O mesmo técnico ressalta que os resultados das eleições municipais, com derrota acachapante do PT e dos demais partidos de esquerda, reforçam a base aliada do governo no Legislativo. “Isso ajuda muito o andamento do ajuste fiscal”, frisa. Para ele, há uma convicção se formando na sociedade de que é preciso ampliar a cota de sacrifício agora para que, mais à frente, a economia engrene sem a ameaça de ruir novamente vítima de escolhas erradas, baseadas no populismo.

Medo do fracasso

Na avaliação de Carlos Thadeu Filho, sócio da consultoria MacroAgro, governo e especialistas da iniciativa privada subestimaram, em suas projeções, o estrago da crise econômica no consumo das famílias e nas empresas. Por isso, a euforia inicial quanto à possibilidade de um salto maior do PIB em 2017. Ele ressalta que a situação no caixa das companhias, independentemente do porte, é dramática. Muitas estão à beira da falência, restringindo os investimentos necessários para tirar a atividade do atoleiro.

Do lado das famílias, acrescenta Thadeu, o endividamento é pesadíssimo. Com muito custo, as pessoas estão conseguindo amortizar os débitos, mas pouco sobra para o consumo que não seja o estritamente necessário. Além disso, os trabalhadores estão receosos quanto ao desemprego e não têm noção se as demissões em massa vão diminuir nos próximos meses e se as incertezas políticas se dissiparam por completo.

Para piorar, os bancos continuam cortando a oferta de crédito e estados e municípios estão quebrados, restringindo um impulso fiscal que aliviaria parte da contração do setor privado. “Pelos meus cálculos, o PIB do terceiro trimestre de 2016 teve queda de 0,8%, o quarto trimestre começou muito fraco e 2017 não será tão bom como muitos imaginavam (na pesquisa semanal realizada pelo BC, a previsão de crescimento caiu pela segunda vez consecutiva, para 1,21%)”, afirma. “A arrancada da economia não aconteceu ainda”, emenda.
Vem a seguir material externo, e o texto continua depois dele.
use std::time::Duration;

use url::Url;

use crate::error::AppError;
use crate::fetch::{DEFAULT_STORY_LIMIT, FetchConfig};

/// Public Hacker News API host.
pub const DEFAULT_BASE_URL: &str = "https://hacker-news.firebaseio.com";
const DEFAULT_REQUEST_TIMEOUT_SECS: u64 = 10;
const DEFAULT_REFRESH_INTERVAL_SECS: u64 = 3600;

/// Runtime configuration for the story monitor.
#[derive(Debug, Clone)]
pub struct MonitorConfig {
    pub base_url: String,
    pub fetch: FetchConfig,
    pub refresh_interval: Duration,
}

impl MonitorConfig {
    /// Read configuration from environment variables.
    ///
    /// - `NEWSMON_BASE_URL` (optional, defaults to the public HN API)
    /// - `NEWSMON_STORY_LIMIT` (optional, defaults to 100)
    /// - `NEWSMON_MAX_CONCURRENT` (optional, defaults to the story limit)
    /// - `NEWSMON_REQUEST_TIMEOUT_SECS` (optional, defaults to 10)
    /// - `NEWSMON_BATCH_DEADLINE_SECS` (optional, unset waits for every request)
    /// - `NEWSMON_REFRESH_INTERVAL_SECS` (optional, defaults to 3600)
    pub fn from_env() -> Result<Self, AppError> {
        Self::from_lookup(|key| std::env::var(key).ok())
    }

    fn from_lookup(lookup: impl Fn(&str) -> Option<String>) -> Result<Self, AppError> {
        let base_url = match lookup("NEWSMON_BASE_URL") {
            None => DEFAULT_BASE_URL.to_string(),
            Some(raw) => {
                let parsed = Url::parse(&raw).map_err(|e| {
                    AppError::ConfigError(format!("Invalid NEWSMON_BASE_URL '{raw}': {e}"))
                })?;
                if !matches!(parsed.scheme(), "http" | "https") {
                    return Err(AppError::ConfigError(format!(
                        "NEWSMON_BASE_URL must be http or https, got '{raw}'"
                    )));
                }
                raw.trim_end_matches('/').to_string()
            }
        };

        let limit = positive(&lookup, "NEWSMON_STORY_LIMIT")?.unwrap_or(DEFAULT_STORY_LIMIT as u64)
            as usize;
        let max_concurrent =
            positive(&lookup, "NEWSMON_MAX_CONCURRENT")?.map_or(limit, |n| n as usize);
        let request_timeout = positive(&lookup, "NEWSMON_REQUEST_TIMEOUT_SECS")?
            .unwrap_or(DEFAULT_REQUEST_TIMEOUT_SECS);
        let batch_deadline = positive(&lookup, "NEWSMON_BATCH_DEADLINE_SECS")?;
        let refresh_interval = positive(&lookup, "NEWSMON_REFRESH_INTERVAL_SECS")?
            .unwrap_or(DEFAULT_REFRESH_INTERVAL_SECS);

        let mut fetch = FetchConfig::default()
            .with_limit(limit)
            .with_max_concurrent(max_concurrent)
            .with_request_timeout(Duration::from_secs(request_timeout));
        if let Some(secs) = batch_deadline {
            fetch = fetch.with_batch_deadline(Duration::from_secs(secs));
        }

        Ok(Self {
            base_url,
            fetch,
            refresh_interval: Duration::from_secs(refresh_interval),
        })
    }
}

fn positive(lookup: &impl Fn(&str) -> Option<String>, key: &str) -> Result<Option<u64>, AppError> {
    let Some(raw) = lookup(key) else {
        return Ok(None);
    };
    let parsed: u64 = raw.trim().parse().map_err(|_| {
        AppError::ConfigError(format!("Invalid {key} '{raw}': must be a positive integer"))
    })?;
    if parsed == 0 {
        return Err(AppError::ConfigError(format!("{key} must be at least 1")));
    }
    Ok(Some(parsed))
}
Diante desse quadro, assinala o economista da MacroAgro, o BC está sendo extremamente conservador na condução da taxa básica de juros (Selic). “É o medo do fracasso”, diz. Ou seja, no entender dele, a autoridade monetária poderia ter cortado os juros, no mês passado, em 0,5 ponto percentual em vez de 0,25 ponto. Não o fez, porque teme repetir os erros da gestão anterior, comandada por Alexandre Tombini”, frisa.

Ele prevê que a inflação do próximo ano será de 4,6%. Para 2018, as projeções apontam para 3,8%, isto é, abaixo dos 4,5% fixados como meta pelo Conselho Monetário Nacional (CMN). “O BC está com medo de ousar. Isso confirma que, entre ter um PIB maior ou uma inflação mais baixa, ficará com a segunda hipótese”, destaca Thadeu. O Banco Central sabe o quanto as estripulias cometidas nos últimos anos estão custando caro ao país.